[Dataset entries]

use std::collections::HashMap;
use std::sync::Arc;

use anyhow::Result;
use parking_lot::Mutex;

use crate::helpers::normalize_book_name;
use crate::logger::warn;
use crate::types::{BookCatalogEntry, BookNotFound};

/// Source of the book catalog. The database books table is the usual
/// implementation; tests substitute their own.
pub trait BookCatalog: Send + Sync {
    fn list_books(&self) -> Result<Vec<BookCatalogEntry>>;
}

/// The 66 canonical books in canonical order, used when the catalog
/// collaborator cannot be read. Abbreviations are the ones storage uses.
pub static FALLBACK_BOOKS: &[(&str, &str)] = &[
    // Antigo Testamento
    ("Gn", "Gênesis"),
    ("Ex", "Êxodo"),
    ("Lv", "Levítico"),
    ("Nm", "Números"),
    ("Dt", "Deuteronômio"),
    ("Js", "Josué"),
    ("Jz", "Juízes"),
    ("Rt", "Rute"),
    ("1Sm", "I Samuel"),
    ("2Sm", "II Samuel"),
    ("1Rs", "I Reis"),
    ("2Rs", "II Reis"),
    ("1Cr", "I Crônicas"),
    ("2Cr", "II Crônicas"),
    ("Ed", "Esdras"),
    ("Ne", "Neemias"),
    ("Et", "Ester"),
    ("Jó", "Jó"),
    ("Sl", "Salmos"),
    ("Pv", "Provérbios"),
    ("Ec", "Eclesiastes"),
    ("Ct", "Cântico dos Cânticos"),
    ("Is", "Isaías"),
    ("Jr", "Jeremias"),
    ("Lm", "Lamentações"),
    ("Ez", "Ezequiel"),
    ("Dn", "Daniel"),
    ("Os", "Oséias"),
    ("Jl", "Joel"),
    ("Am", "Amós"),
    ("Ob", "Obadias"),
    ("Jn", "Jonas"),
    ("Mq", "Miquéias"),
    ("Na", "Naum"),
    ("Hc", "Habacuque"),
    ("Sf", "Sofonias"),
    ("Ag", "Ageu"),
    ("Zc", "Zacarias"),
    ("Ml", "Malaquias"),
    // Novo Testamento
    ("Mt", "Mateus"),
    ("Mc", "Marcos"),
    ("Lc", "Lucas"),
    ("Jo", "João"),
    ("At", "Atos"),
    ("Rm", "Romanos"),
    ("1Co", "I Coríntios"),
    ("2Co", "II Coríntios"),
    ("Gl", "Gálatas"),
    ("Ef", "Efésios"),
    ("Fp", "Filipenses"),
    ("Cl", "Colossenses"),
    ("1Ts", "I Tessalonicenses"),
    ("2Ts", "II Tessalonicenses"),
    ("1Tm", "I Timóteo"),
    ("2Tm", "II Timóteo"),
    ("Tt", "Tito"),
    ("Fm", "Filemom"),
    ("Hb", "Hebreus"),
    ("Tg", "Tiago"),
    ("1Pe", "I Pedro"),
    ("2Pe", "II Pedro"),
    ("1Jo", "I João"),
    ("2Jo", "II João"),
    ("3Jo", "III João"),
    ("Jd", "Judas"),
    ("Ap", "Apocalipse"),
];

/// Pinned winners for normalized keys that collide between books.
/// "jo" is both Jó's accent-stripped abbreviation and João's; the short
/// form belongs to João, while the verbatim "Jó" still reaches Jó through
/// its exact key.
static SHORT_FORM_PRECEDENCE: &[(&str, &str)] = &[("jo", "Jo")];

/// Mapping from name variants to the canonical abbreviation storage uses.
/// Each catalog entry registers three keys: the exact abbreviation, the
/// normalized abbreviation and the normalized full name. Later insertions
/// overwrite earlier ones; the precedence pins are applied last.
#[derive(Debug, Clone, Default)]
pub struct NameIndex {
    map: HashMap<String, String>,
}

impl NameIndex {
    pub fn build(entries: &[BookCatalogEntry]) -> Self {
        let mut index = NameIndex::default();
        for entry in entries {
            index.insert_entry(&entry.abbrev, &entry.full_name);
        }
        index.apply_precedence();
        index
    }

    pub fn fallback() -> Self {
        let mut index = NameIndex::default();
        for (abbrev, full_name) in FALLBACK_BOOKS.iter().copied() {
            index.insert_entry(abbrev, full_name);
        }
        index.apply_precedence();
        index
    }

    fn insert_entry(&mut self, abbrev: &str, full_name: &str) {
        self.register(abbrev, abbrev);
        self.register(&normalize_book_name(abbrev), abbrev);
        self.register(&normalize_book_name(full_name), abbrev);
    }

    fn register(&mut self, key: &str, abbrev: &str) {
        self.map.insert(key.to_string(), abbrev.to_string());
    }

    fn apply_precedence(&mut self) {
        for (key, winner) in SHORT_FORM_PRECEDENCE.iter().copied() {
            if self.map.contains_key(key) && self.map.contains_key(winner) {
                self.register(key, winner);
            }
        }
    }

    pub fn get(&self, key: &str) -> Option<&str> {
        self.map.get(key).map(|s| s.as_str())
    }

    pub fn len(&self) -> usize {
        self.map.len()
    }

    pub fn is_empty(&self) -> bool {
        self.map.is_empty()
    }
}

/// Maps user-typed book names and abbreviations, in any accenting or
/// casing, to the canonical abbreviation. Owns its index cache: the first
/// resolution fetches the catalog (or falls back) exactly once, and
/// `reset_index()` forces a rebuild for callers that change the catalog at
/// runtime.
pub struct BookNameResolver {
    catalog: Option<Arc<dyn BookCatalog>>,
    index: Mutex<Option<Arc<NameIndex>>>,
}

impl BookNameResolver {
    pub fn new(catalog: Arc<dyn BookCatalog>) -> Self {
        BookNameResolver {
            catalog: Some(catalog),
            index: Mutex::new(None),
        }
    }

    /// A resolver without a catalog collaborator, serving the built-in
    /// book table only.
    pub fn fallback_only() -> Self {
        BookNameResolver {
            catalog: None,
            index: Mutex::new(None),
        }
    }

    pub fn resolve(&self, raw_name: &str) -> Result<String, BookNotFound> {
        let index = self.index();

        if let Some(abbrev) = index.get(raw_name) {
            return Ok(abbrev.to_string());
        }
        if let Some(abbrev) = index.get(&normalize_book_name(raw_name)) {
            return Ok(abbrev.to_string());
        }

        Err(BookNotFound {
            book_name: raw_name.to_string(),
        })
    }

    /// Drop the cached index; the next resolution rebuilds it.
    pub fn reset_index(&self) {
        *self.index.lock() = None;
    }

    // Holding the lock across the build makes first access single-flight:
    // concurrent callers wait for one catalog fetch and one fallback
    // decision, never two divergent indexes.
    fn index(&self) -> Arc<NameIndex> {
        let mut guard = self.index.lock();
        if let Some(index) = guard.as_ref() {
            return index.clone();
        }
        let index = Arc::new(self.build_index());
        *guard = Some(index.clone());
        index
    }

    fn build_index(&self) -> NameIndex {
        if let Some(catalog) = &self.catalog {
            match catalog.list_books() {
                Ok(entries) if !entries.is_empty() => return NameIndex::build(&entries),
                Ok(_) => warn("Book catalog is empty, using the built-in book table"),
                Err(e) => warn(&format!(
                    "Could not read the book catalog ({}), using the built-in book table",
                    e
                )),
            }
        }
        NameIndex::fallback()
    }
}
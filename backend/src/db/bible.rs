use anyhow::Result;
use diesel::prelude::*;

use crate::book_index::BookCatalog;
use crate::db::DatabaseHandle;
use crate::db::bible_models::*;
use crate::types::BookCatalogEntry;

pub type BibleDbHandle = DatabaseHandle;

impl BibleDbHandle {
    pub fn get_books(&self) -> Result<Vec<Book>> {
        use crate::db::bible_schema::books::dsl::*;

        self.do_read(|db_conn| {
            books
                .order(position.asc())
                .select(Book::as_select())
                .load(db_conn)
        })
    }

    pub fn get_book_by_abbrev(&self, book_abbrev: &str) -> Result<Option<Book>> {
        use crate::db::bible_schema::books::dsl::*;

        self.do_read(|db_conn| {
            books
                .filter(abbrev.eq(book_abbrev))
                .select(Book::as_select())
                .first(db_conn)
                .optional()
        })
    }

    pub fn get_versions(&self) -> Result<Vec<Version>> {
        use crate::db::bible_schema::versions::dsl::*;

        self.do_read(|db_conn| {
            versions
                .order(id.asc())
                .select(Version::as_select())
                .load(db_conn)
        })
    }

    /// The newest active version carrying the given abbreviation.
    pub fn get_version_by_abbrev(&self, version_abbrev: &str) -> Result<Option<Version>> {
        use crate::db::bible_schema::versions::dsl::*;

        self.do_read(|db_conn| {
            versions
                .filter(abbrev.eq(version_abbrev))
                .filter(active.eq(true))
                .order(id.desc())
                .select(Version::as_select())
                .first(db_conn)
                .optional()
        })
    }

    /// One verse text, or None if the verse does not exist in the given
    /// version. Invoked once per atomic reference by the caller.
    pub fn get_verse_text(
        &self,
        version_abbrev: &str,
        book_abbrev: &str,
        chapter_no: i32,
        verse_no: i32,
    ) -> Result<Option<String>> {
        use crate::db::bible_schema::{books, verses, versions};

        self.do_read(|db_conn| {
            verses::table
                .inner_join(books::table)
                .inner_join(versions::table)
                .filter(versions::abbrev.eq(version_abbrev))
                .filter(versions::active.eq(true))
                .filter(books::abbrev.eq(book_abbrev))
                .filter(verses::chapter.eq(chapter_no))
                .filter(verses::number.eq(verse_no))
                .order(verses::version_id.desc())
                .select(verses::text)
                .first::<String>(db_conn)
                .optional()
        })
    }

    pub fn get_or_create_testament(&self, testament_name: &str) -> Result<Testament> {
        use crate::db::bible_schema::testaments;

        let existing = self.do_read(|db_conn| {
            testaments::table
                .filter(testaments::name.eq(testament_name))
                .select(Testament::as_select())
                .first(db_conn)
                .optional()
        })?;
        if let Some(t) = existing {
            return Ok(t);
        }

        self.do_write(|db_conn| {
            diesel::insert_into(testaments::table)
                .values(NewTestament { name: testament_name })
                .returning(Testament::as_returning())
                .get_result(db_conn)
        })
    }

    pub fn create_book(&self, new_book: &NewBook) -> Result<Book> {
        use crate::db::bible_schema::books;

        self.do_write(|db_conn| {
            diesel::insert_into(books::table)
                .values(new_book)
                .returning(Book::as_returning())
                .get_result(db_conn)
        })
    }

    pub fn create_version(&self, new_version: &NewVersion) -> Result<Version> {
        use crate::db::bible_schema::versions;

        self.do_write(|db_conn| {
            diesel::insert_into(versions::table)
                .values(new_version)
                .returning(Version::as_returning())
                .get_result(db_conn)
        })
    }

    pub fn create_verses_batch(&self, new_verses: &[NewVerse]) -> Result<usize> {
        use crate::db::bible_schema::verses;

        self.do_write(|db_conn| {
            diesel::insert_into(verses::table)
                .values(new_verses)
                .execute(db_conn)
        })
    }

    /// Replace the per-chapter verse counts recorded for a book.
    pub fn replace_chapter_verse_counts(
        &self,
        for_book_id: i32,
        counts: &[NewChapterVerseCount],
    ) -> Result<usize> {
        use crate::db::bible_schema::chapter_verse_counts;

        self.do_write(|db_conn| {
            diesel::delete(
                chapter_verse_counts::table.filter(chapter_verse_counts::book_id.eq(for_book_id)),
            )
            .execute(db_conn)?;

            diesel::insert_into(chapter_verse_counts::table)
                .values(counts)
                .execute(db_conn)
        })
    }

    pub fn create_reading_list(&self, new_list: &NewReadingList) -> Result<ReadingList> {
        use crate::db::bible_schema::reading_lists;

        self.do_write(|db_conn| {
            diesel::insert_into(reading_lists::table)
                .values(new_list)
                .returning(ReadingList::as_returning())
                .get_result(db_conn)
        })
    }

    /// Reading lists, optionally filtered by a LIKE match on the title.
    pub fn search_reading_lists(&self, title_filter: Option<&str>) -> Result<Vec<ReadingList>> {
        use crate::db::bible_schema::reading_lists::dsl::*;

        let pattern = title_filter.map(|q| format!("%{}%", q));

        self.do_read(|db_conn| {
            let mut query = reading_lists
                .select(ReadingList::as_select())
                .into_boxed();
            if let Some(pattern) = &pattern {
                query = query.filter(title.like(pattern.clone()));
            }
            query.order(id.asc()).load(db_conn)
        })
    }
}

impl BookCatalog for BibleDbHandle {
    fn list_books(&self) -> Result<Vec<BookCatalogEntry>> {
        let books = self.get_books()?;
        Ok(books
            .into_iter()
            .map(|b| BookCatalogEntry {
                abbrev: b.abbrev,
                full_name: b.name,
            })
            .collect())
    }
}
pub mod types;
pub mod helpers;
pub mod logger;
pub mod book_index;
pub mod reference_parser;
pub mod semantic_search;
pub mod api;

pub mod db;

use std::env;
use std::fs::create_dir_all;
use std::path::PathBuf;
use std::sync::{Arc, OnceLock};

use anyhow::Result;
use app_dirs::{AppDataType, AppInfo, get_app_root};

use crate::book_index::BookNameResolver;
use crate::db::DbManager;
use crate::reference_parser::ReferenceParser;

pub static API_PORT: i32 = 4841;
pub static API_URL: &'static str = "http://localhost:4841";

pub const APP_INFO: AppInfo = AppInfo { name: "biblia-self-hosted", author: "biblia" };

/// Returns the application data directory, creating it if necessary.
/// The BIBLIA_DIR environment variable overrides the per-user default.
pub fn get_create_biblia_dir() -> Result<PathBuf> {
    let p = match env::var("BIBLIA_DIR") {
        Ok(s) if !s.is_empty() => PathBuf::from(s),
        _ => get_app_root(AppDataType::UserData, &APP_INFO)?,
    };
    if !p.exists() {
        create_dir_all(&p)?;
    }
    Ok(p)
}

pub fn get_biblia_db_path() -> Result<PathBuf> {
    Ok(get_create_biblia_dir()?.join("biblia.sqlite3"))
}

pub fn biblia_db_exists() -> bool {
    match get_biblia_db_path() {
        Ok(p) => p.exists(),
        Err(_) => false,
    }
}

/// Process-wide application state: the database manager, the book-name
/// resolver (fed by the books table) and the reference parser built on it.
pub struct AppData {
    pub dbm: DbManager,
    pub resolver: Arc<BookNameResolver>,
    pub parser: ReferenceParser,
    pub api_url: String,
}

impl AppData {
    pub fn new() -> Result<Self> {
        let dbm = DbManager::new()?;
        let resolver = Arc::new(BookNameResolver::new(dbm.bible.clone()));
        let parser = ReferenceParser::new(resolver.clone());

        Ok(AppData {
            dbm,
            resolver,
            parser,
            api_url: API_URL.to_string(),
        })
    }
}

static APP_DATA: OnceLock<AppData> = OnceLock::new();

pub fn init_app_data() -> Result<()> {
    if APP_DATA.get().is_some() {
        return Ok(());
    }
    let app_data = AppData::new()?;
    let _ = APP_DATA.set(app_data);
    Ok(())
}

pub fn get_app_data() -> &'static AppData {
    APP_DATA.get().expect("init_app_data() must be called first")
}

[/Dataset entries]

Your assignment |
Could you find each line in the entries that contains the string "ReferenceParser" and copy it?

Output |
use crate::reference_parser::ReferenceParser;
    pub parser: ReferenceParser,
        let parser = ReferenceParser::new(resolver.clone());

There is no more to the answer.